BEGIN Entries provided
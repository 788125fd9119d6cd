//! Error types for the maturity assessment engine
//!
//! Library code returns [`AssessmentError`]; the binary and REPL glue wrap
//! it in `anyhow` with context.

use thiserror::Error;

/// Main error type for catalog, engine and configuration operations
#[derive(Error, Debug)]
pub enum AssessmentError {
    /// Answer addressed to a question outside the catalog
    ///
    /// Fields are 0-based; the message shows the 1-based position users type.
    #[error("Question {}.{} is outside the catalog", .section + 1, .question + 1)]
    OutOfRange { section: usize, question: usize },

    /// Answers can no longer change once the report is generated
    #[error("Assessment already submitted; answers are frozen")]
    AlreadySubmitted,

    /// Catalog sections must contain at least one question
    #[error("Section '{title}' has no questions")]
    EmptySection { title: String },

    /// Catalog must contain at least one section
    #[error("Catalog has no sections")]
    EmptyCatalog,

    /// Catalog file errors
    #[error("Catalog error: {0}")]
    CatalogError(String),

    /// Answers file errors
    #[error("Answers error: {0}")]
    AnswersError(String),

    /// Configuration errors
    #[error("Configuration error: {0}")]
    ConfigError(String),

    /// I/O errors
    #[error("I/O error: {0}")]
    IoError(#[from] std::io::Error),

    /// Serialization errors
    #[error("Serialization error: {0}")]
    SerializationError(#[from] serde_json::Error),

    /// Generic errors with context
    #[error("Assessment error: {0}")]
    Generic(String),
}

/// Result type alias for assessment operations
pub type Result<T> = std::result::Result<T, AssessmentError>;

/// Convert anyhow errors to AssessmentError
impl From<anyhow::Error> for AssessmentError {
    fn from(err: anyhow::Error) -> Self {
        AssessmentError::Generic(err.to_string())
    }
}

#[cfg(test)]
mod tests {
    use super::*;

    #[test]
    fn test_out_of_range_display() {
        let err = AssessmentError::OutOfRange {
            section: 0,
            question: 6,
        };
        assert_eq!(err.to_string(), "Question 1.7 is outside the catalog");
    }

    #[test]
    fn test_empty_section_display() {
        let err = AssessmentError::EmptySection {
            title: "Риски проекта".to_string(),
        };
        assert!(err.to_string().contains("Риски проекта"));
    }

    #[test]
    fn test_from_anyhow() {
        let err: AssessmentError = anyhow::anyhow!("boom").into();
        assert!(matches!(err, AssessmentError::Generic(ref msg) if msg == "boom"));
    }
}
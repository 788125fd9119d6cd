//! Maturity - project maturity self-assessment
//!
//! Users answer yes/no questions grouped into sections; the engine turns the
//! answers into per-section scores, a yes/no tally and recommendations for
//! every practice answered "no".
//!
//! # Architecture
//!
//! - **catalog**: static sections and questions, each question with its gap description
//! - **engine**: answer set, scoring, recommendations
//! - **report**: view model, terminal rendering, JSON export
//! - **repl** / **cli**: interactive questionnaire and command-line surface

pub mod catalog;
pub mod engine;
pub mod errors;
pub mod report;

// Re-export commonly used types
pub use catalog::{Catalog, Question, Section};
pub use engine::{Answer, AssessmentSession, SectionScore, Tally};
pub use errors::{AssessmentError, Result};
pub use report::Report;

// Interface layer
pub mod cli;
pub mod repl;
pub mod telemetry;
END Entries provided
→ **Work to complete**:
In how many lines of the records does the word "must" appear? Answer with the number only.

→ **Task answer**:
2